Coils 6 are arranged on the upper surface of the coupling window outside the central gas inlet device and also connected to the RF matcher 8.

When the etching process is carried out in the reaction chamber, the line connecting the RF matcher to the coils is conductive, the process gas enters through the inlet flange 52, reaches the inside of the gas inlet nozzle 50 through the gas guide channels 511, 512 and 513 on the central gas inlet guide body 51, and then enters the inside of the reaction chamber through the gas outlet to form plasma and etch the wafer 3.

When the cleaning process needs to be carried out, the RF matcher 8 disconnects with the coils 6 and opens the path connected to the inlet flange 52. At the same time, the cleaning gas enters through the inlet flange 52 and also enters into the reaction chamber along the direction 100, forming an ionized cleaning plasma gas flow inside the reaction chamber to clean the inner area and upper area of the reaction chamber. However, since the gas inlet flange 52 is connected to the high-power cleaning RF, and the gas guide channel 513 on the central gas inlet guide body 51 is vertical, the plasma formed in the reaction chamber backflows to the inside of the gas guide channel 513 through the gas outlet at the bottom of the gas inlet nozzle 50, while the gas inlet flange 52 is closely connected with the upper part of the central gas inlet guide body 51, such that the gas guide channel 513 is conductive to the gas inlet flange 52, and the gas discharges in this area, forming a high charge inside the gas guide channel 513 and burning out the gas inlet guide body.
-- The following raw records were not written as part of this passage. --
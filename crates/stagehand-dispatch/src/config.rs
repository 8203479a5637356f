//! Declarative controller configuration.
//!
//! Controllers can keep their filter declarations and action map in a data
//! file instead of code. Both JSON and YAML are accepted:
//!
//! ```yaml
//! filters:
//!   - accessControl - login
//!   - class: OutputCache + list view
//!     duration: 300
//! actions:
//!   captcha: CaptchaAction
//!   upload:
//!     class: UploadAction
//!     max_size: 1048576
//! ```
//!
//! A controller then returns `config.filters.clone()` from
//! [`Controller::filters`](crate::Controller::filters) and
//! `config.actions.clone()` from [`Controller::actions`](crate::Controller::actions).

use serde::Deserialize;
use serde_json::Value;

use crate::declaration::{ActionMap, FilterDecl, FilterSpec};
use crate::error::ConfigError;

/// Filter declarations and object actions for one controller.
#[derive(Debug, Clone, Default, PartialEq, Deserialize)]
pub struct ControllerConfig {
    /// Filter declarations, in execution order
    #[serde(default)]
    pub filters: Vec<FilterDecl>,
    /// Object actions keyed by action id
    #[serde(default)]
    pub actions: ActionMap,
}

impl ControllerConfig {
    /// Parses a JSON document.
    pub fn from_json_str(s: &str) -> Result<Self, ConfigError> {
        let config: Self = serde_json::from_str(s).map_err(|e| ConfigError::Parse(e.to_string()))?;
        config.validate()?;
        Ok(config)
    }

    /// Parses a YAML document.
    pub fn from_yaml_str(s: &str) -> Result<Self, ConfigError> {
        let config: Self = serde_yaml::from_str(s).map_err(|e| ConfigError::Parse(e.to_string()))?;
        config.validate()?;
        Ok(config)
    }

    /// Converts an already-parsed value.
    pub fn from_value(value: Value) -> Result<Self, ConfigError> {
        let config: Self =
            serde_json::from_value(value).map_err(|e| ConfigError::Parse(e.to_string()))?;
        config.validate()?;
        Ok(config)
    }

    /// Checks that every filter declaration parses.
    ///
    /// Catches a structured filter without `class` at load time rather than
    /// on the first dispatch.
    pub fn validate(&self) -> Result<(), ConfigError> {
        for decl in &self.filters {
            FilterSpec::parse(decl)?;
        }
        Ok(())
    }
}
The improvement solution of the prior art for this problem is as illustrated in FIG. 4. The gas inlet channels 801, 802 are transferred to the inside of the central gas inlet guide body 80. This structure design solves the problem of plasma backflow, gas discharge in the gas inlet channel, high charge formation in the gas inlet channel, and burning out the gas inlet guide body to a certain extent. However, this structure has the following shortcomings.

1. The central gas inlet guide body is arranged inside the gas inlet nozzle, and there is an assembly clearance between the outer wall surface of the central gas inlet guide body located above the gas inlet channel 802 and the inner wall surface of the gas inlet nozzle; however, the plasma backflow gas after backflow through the gas inlet channel 803 will pass through the assembly clearance to contact the gas inlet flange, so as to discharge in the assembly clearance and burn out the central gas inlet guide body. Therefore, the smaller the assembly clearance, the better, which puts forward higher processing requirements for the central gas inlet guide body and the gas inlet nozzle.

2. When plastic is selected as the material of the central gas inlet guide body, the central gas inlet guide body will be exposed to the strong oxidizing and reducing plasma environment in the case of the plasma backflow, especially the strong oxidizing and reducing plasma backflow, and the plastic material itself will be continuously eroded, release particles, and pollute the reaction chamber, thereby causing damage to the process.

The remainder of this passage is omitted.